### Required work
The output is the lines below from the one with "to the server" through the one with "let info = handle.server_info().unwrap();", both included, printed exactly and with no other line.

[Collection entries]
//! Control plane session tests
//!
//! Drives a control-plane engine against the scripted mock server:
//! - Version-gated authentication handshake
//! - Request/reply correlation, timeouts and bulk cancellation
//! - Push event dispatch


use ma_session::protocol::ServerEvent;
use ma_session::session::ConnectionState;
use ma_session::testing::ClientFrame;
use ma_session::transport::Frame;
use ma_session::{AuthFailure, SessionError, TimeoutKind};
use serde_json::json;
use std::collections::HashSet;
use std::time::Duration;
use test_helpers::*;
use tokio::sync::broadcast::error::TryRecvError;

#[tokio::test(start_paused = true)]
async fn test_call_fails_fast_when_not_connected() {
    let (handle, mut server) = spawn_control();

    let result = handle.call("players/all", json!({})).await;
    assert_eq!(result, Err(SessionError::NotConnected));

    // Still Connecting: no hello yet
    handle.connect(target()).await.unwrap();
    let _conn = server.next_connection().await.unwrap();
    assert_eq!(handle.state(), ConnectionState::Connecting);
    let result = handle.call("players/all", json!({})).await;
    assert_eq!(result, Err(SessionError::NotConnected));
}

#[tokio::test(start_paused = true)]
async fn test_legacy_schema_connects_without_credential_exchange() {
    let (handle, mut server) = spawn_control();
    let mut conn = connect_legacy(&handle, &mut server).await;

    assert_eq!(handle.state(), ConnectionState::Connected);
    assert_eq!(conn.endpoint.url, "ws://music.local:8095/ws");
    assert_eq!(conn.endpoint.origin, "http://music.local:8095");

    // Nothing was sent to the server
    let sent: Vec<_> = conn
        .drain()
        .into_iter()
        .filter(|f| matches!(f, ClientFrame::Frame(_)))
        .collect();
    assert!(sent.is_empty(), "legacy path sent frames: {sent:?}");

    let info = handle.server_info().unwrap();
    assert_eq!(info.schema_version, 27);
    assert_eq!(info.server_id, "test-server");
}

#[tokio::test(start_paused = true)]
async fn test_schema_28_sends_credential_and_authenticates() {
    let (handle, mut server) = spawn_control();
    handle.connect(target_with_token("secret")).await.unwrap();

    let mut conn = server.next_connection().await.unwrap();
    conn.send_json(server_hello(28));

    let auth = conn.recv_json().await.unwrap();
    assert_eq!(auth["message_id"], "auth-handshake");
    assert_eq!(auth["command"], "auth");
    assert_eq!(auth["args"]["token"], "secret");

    wait_for_state(&handle, |s| *s == ConnectionState::Authenticating).await;
    assert_eq!(
        handle.call("players/all", json!({})).await,
        Err(SessionError::NotConnected)
    );

    conn.send_json(json!({"message_id": "auth-handshake", "result": {"authenticated": true}}));
    handle.wait_connected(Duration::from_secs(1)).await.unwrap();
    assert_eq!(handle.server_info().unwrap().schema_version, 28);
    assert_eq!(handle.retry_state().attempt_count, 0);
}

#[tokio::test(start_paused = true)]
async fn test_missing_credential_is_terminal_without_reconnect() {
    let (handle, mut server) = spawn_control();
    handle.connect(target()).await.unwrap();

    let mut conn = server.next_connection().await.unwrap();
    conn.send_json(server_hello(28));

    let result = handle.wait_connected(Duration::from_secs(1)).await;
    assert_eq!(result, Err(SessionError::Auth(AuthFailure::Required)));
    assert_eq!(
        handle.state(),
        ConnectionState::Error("authentication required".to_string())
    );
    assert!(handle.requires_credential());

    // No handshake attempted, no reconnection scheduled
    tokio::time::sleep(Duration::from_secs(120)).await;
    assert!(conn
        .drain()
        .iter()
        .all(|f| !matches!(f, ClientFrame::Frame(_))));
    assert_eq!(server.open_count().await, 1);
    assert_eq!(handle.retry_state().attempt_count, 0);
    assert!(!handle.reconnect_if_needed().await.unwrap());
}

#[tokio::test(start_paused = true)]
async fn test_rejected_credential_is_terminal_and_keeps_retry_count() {
    let (handle, mut server) = spawn_control();
    handle.connect(target_with_token("wrong")).await.unwrap();

    let mut conn = server.next_connection().await.unwrap();
    conn.send_json(server_hello(28));
    let _auth = conn.recv_json().await.unwrap();
    conn.send_json(json!({"message_id": "auth-handshake", "result": {"authenticated": false}}));

    let result = handle.wait_connected(Duration::from_secs(1)).await;
    assert_eq!(result, Err(SessionError::Auth(AuthFailure::Rejected)));
    assert_eq!(
        handle.state(),
        ConnectionState::Error("authentication failed".to_string())
    );
    assert!(!handle.requires_credential());

    tokio::time::sleep(Duration::from_secs(120)).await;
    assert_eq!(server.open_count().await, 1);
    assert_eq!(handle.retry_state().attempt_count, 0);
    assert_eq!(
        handle.terminal_error(),
        Some(SessionError::Auth(AuthFailure::Rejected))
    );
}

#[tokio::test(start_paused = true)]
async fn test_malformed_auth_reply_is_rejection() {
    let (handle, mut server) = spawn_control();
    handle.connect(target_with_token("secret")).await.unwrap();

    let mut conn = server.next_connection().await.unwrap();
    conn.send_json(server_hello(30));
    let _auth = conn.recv_json().await.unwrap();
    conn.send_json(json!({"message_id": "auth-handshake", "result": "yes"}));

    let result = handle.wait_connected(Duration::from_secs(1)).await;
    assert_eq!(result, Err(SessionError::Auth(AuthFailure::Rejected)));
}

#[tokio::test(start_paused = true)]
async fn test_new_connect_clears_auth_failure() {
    let (handle, mut server) = spawn_control();
    handle.connect(target()).await.unwrap();
    let conn = server.next_connection().await.unwrap();
    conn.send_json(server_hello(28));
    assert!(handle.wait_connected(Duration::from_secs(1)).await.is_err());
    assert!(handle.requires_credential());

    let _conn = connect_with_token(&handle, &mut server).await;
    assert!(!handle.requires_credential());
    assert_eq!(handle.terminal_error(), None);
    assert_eq!(server.open_count().await, 2);
}

#[tokio::test(start_paused = true)]
async fn test_missing_hello_times_out_and_reconnects() {
    let (handle, mut server) = spawn_control();
    handle.connect(target()).await.unwrap();
    let _silent = server.next_connection().await.unwrap();

    let state = wait_for_state(&handle, is_error).await;
    assert_eq!(
        state,
        ConnectionState::Error(SessionError::Timeout(TimeoutKind::Hello).to_string())
    );
    assert_eq!(handle.retry_state().attempt_count, 1);

    // Retry after the first backoff step
    let started = tokio::time::Instant::now();
    let conn = server.next_connection().await.unwrap();
    assert!(started.elapsed() >= Duration::from_secs(2));
    conn.send_json(server_hello(27));
    handle.wait_connected(Duration::from_secs(1)).await.unwrap();
    assert_eq!(handle.retry_state().attempt_count, 0);
}

#[tokio::test(start_paused = true)]
async fn test_missing_auth_reply_times_out_and_reconnects() {
    let (handle, mut server) = spawn_control();
    handle.connect(target_with_token("secret")).await.unwrap();

    let mut conn = server.next_connection().await.unwrap();
    conn.send_json(server_hello(28));
    let _auth = conn.recv_json().await.unwrap();

    let state = wait_for_state(&handle, is_error).await;
    assert_eq!(
        state,
        ConnectionState::Error(SessionError::Timeout(TimeoutKind::AuthReply).to_string())
    );
    assert!(!handle.requires_credential());

    let _retry = server.next_connection().await.unwrap();
    assert_eq!(server.open_count().await, 2);
}

#[tokio::test(start_paused = true)]
async fn test_malformed_hello_fails_attempt() {
    let (handle, mut server) = spawn_control();
    handle.connect(target()).await.unwrap();

    let conn = server.next_connection().await.unwrap();
    conn.send_json(json!({"server_version": "2.4.0", "schema_version": "new"}));

    let state = wait_for_state(&handle, is_error).await;
    assert!(matches!(state, ConnectionState::Error(reason) if reason.starts_with("protocol error")));
    assert_eq!(handle.retry_state().attempt_count, 1);
}

#[tokio::test(start_paused = true)]
async fn test_call_resolves_with_matching_reply() {
    let (handle, mut server) = spawn_control();
    let mut conn = connect_with_token(&handle, &mut server).await;

    let caller = handle.clone();
    let call = tokio::spawn(async move {
        caller
            .call("player_queues/play_media", json!({"queue_id": "kitchen"}))
            .await
    });

    let request = conn.recv_json().await.unwrap();
    assert_eq!(request["command"], "player_queues/play_media");
    assert_eq!(request["args"]["queue_id"], "kitchen");
    let id = request["message_id"].as_str().unwrap().to_string();
    assert_ne!(id, "auth-handshake");

    conn.send_json(json!({"message_id": id, "result": {"ok": true}}));
    assert_eq!(call.await.unwrap(), Ok(json!({"ok": true})));

    let metrics = handle.metrics();
    assert_eq!(metrics.traffic.requests_sent, 1);
    assert_eq!(metrics.traffic.requests_completed, 1);
}

#[tokio::test(start_paused = true)]
async fn test_concurrent_calls_use_distinct_ids_and_route_out_of_order() {
    let (handle, mut server) = spawn_control();
    let mut conn = connect_legacy(&handle, &mut server).await;

    let calls: Vec<_> = (0..50)
        .map(|n| {
            let caller = handle.clone();
            tokio::spawn(async move { caller.call("echo", json!({"n": n})).await })
        })
        .collect();

    let mut requests = Vec::new();
    for _ in 0..50 {
        requests.push(conn.recv_json().await.unwrap());
    }
    let ids: HashSet<_> = requests
        .iter()
        .map(|r| r["message_id"].as_str().unwrap().to_string())
        .collect();
    assert_eq!(ids.len(), 50);

    // Reply in reverse order
    for request in requests.iter().rev() {
        conn.send_json(json!({"message_id": request["message_id"], "result": request["args"]["n"]}));
    }

    for (n, call) in calls.into_iter().enumerate() {
        assert_eq!(call.await.unwrap(), Ok(json!(n)));
    }
}

#[tokio::test(start_paused = true)]
async fn test_request_timeout_and_late_reply_is_ignored() {
    let (handle, mut server) = spawn_control();
    let mut conn = connect_legacy(&handle, &mut server).await;

    let caller = handle.clone();
    let slow = tokio::spawn(async move { caller.call("music/sync", json!({})).await });
    let request = conn.recv_json().await.unwrap();

    assert_eq!(
        slow.await.unwrap(),
        Err(SessionError::Timeout(TimeoutKind::Request))
    );
    assert_eq!(handle.metrics().traffic.requests_timed_out, 1);

    // A late reply is dropped without disturbing the session
    conn.send_json(json!({"message_id": request["message_id"], "result": "late"}));

    let caller = handle.clone();
    let next = tokio::spawn(async move { caller.call("players/all", json!({})).await });
    let request = conn.recv_json().await.unwrap();
    conn.send_json(json!({"message_id": request["message_id"], "result": []}));

    assert_eq!(next.await.unwrap(), Ok(json!([])));
    assert_eq!(handle.state(), ConnectionState::Connected);
    assert!(handle.metrics().traffic.frames_dropped >= 1);
}

#[tokio::test(start_paused = true)]
async fn test_error_reply_resolves_call_with_server_error() {
    let (handle, mut server) = spawn_control();
    let mut conn = connect_legacy(&handle, &mut server).await;

    let caller = handle.clone();
    let call = tokio::spawn(async move { caller.call("players/cmd/play", json!({})).await });
    let request = conn.recv_json().await.unwrap();
    conn.send_json(json!({
        "message_id": request["message_id"],
        "error_code": 999,
        "details": "player unavailable"
    }));

    assert_eq!(
        call.await.unwrap(),
        Err(SessionError::Server {
            code: 999,
            details: "player unavailable".to_string()
        })
    );
    assert_eq!(handle.state(), ConnectionState::Connected);
}

#[tokio::test(start_paused = true)]
async fn test_transport_loss_fails_every_pending_call() {
    let (handle, mut server) = spawn_control();
    let mut conn = connect_legacy(&handle, &mut server).await;

    let calls: Vec<_> = (0..3)
        .map(|_| {
            let caller = handle.clone();
            tokio::spawn(async move { caller.call("players/all", json!({})).await })
        })
        .collect();
    for _ in 0..3 {
        conn.recv_json().await.unwrap();
    }

    conn.close();

    for call in calls {
        assert!(matches!(call.await.unwrap(), Err(SessionError::Transport(_))));
    }
    let state = wait_for_state(&handle, is_error).await;
    assert!(matches!(state, ConnectionState::Error(_)));
    assert!(handle.server_info().is_none());
    assert_eq!(handle.metrics().traffic.requests_failed, 3);
}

### Finished exercise
    // Nothing was sent to the server
    let sent: Vec<_> = conn
        .drain()
        .into_iter()
        .filter(|f| matches!(f, ClientFrame::Frame(_)))
        .collect();
    assert!(sent.is_empty(), "legacy path sent frames: {sent:?}");

    let info = handle.server_info().unwrap();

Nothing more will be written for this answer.